Using the data below, report how many lines hold the word "time". Include nothing else in the reply.

- - -

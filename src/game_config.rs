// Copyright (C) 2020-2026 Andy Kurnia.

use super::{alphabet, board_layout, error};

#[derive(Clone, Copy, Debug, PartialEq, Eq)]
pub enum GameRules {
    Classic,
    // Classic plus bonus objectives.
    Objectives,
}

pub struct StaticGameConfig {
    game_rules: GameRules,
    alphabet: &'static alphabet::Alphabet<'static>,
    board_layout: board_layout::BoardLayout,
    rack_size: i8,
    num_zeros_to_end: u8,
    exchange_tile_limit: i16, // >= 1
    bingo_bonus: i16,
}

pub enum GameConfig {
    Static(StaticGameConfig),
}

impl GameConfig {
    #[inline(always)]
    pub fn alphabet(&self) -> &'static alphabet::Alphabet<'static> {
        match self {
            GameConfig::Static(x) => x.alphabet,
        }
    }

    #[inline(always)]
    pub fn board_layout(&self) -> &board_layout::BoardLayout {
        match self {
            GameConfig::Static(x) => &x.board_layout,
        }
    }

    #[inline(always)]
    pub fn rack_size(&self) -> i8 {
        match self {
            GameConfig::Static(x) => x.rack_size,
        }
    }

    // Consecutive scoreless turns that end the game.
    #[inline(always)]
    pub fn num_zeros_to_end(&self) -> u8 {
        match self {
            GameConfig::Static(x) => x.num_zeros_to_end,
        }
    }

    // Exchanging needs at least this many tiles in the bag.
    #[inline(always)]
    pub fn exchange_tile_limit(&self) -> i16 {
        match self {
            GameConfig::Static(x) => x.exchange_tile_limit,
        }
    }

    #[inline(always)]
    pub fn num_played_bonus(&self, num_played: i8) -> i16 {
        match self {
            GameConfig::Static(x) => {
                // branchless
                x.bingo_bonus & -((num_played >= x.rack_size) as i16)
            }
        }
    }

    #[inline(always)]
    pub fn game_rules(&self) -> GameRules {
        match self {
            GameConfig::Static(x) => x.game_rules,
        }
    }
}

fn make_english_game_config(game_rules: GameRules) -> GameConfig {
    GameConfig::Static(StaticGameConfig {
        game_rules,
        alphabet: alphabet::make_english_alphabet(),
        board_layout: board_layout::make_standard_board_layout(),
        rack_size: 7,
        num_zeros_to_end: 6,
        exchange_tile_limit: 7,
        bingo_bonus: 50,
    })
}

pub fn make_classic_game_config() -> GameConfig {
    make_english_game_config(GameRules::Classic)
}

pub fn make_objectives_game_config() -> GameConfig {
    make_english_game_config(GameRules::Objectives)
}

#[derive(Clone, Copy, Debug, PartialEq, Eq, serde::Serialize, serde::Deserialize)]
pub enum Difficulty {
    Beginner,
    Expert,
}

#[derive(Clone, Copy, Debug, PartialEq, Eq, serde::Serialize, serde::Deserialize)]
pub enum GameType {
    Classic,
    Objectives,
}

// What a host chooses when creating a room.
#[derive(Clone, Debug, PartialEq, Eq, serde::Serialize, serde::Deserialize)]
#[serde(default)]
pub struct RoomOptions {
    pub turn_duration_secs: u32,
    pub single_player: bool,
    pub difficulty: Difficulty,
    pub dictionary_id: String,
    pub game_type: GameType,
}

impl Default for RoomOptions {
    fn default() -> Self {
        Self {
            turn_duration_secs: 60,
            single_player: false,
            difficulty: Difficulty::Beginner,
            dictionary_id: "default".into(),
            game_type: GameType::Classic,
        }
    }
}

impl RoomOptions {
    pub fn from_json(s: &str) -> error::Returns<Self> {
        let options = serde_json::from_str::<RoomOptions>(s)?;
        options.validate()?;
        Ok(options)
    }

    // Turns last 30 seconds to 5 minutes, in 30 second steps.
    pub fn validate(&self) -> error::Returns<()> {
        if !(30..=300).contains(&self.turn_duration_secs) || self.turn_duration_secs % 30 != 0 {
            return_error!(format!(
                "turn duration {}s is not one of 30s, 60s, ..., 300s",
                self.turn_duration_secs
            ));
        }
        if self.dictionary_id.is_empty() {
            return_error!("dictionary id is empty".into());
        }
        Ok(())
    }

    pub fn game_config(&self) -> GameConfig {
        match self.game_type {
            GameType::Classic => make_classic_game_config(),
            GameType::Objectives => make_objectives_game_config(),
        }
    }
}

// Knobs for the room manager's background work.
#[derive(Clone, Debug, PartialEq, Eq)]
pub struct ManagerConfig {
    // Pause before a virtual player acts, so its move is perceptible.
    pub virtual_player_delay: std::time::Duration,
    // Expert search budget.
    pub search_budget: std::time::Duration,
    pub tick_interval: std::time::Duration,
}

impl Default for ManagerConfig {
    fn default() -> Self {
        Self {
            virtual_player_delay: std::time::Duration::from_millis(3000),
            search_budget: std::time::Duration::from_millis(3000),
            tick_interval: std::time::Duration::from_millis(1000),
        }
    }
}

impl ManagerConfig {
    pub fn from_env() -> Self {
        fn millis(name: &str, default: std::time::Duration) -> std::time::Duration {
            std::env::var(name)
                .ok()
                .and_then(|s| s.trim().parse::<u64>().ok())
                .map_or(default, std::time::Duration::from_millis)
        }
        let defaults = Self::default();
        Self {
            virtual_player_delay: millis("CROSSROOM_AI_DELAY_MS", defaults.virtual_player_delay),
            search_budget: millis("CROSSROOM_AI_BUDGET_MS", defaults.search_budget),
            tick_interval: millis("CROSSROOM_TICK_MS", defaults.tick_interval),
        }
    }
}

- - -

• [FINAL ANSWER]: 8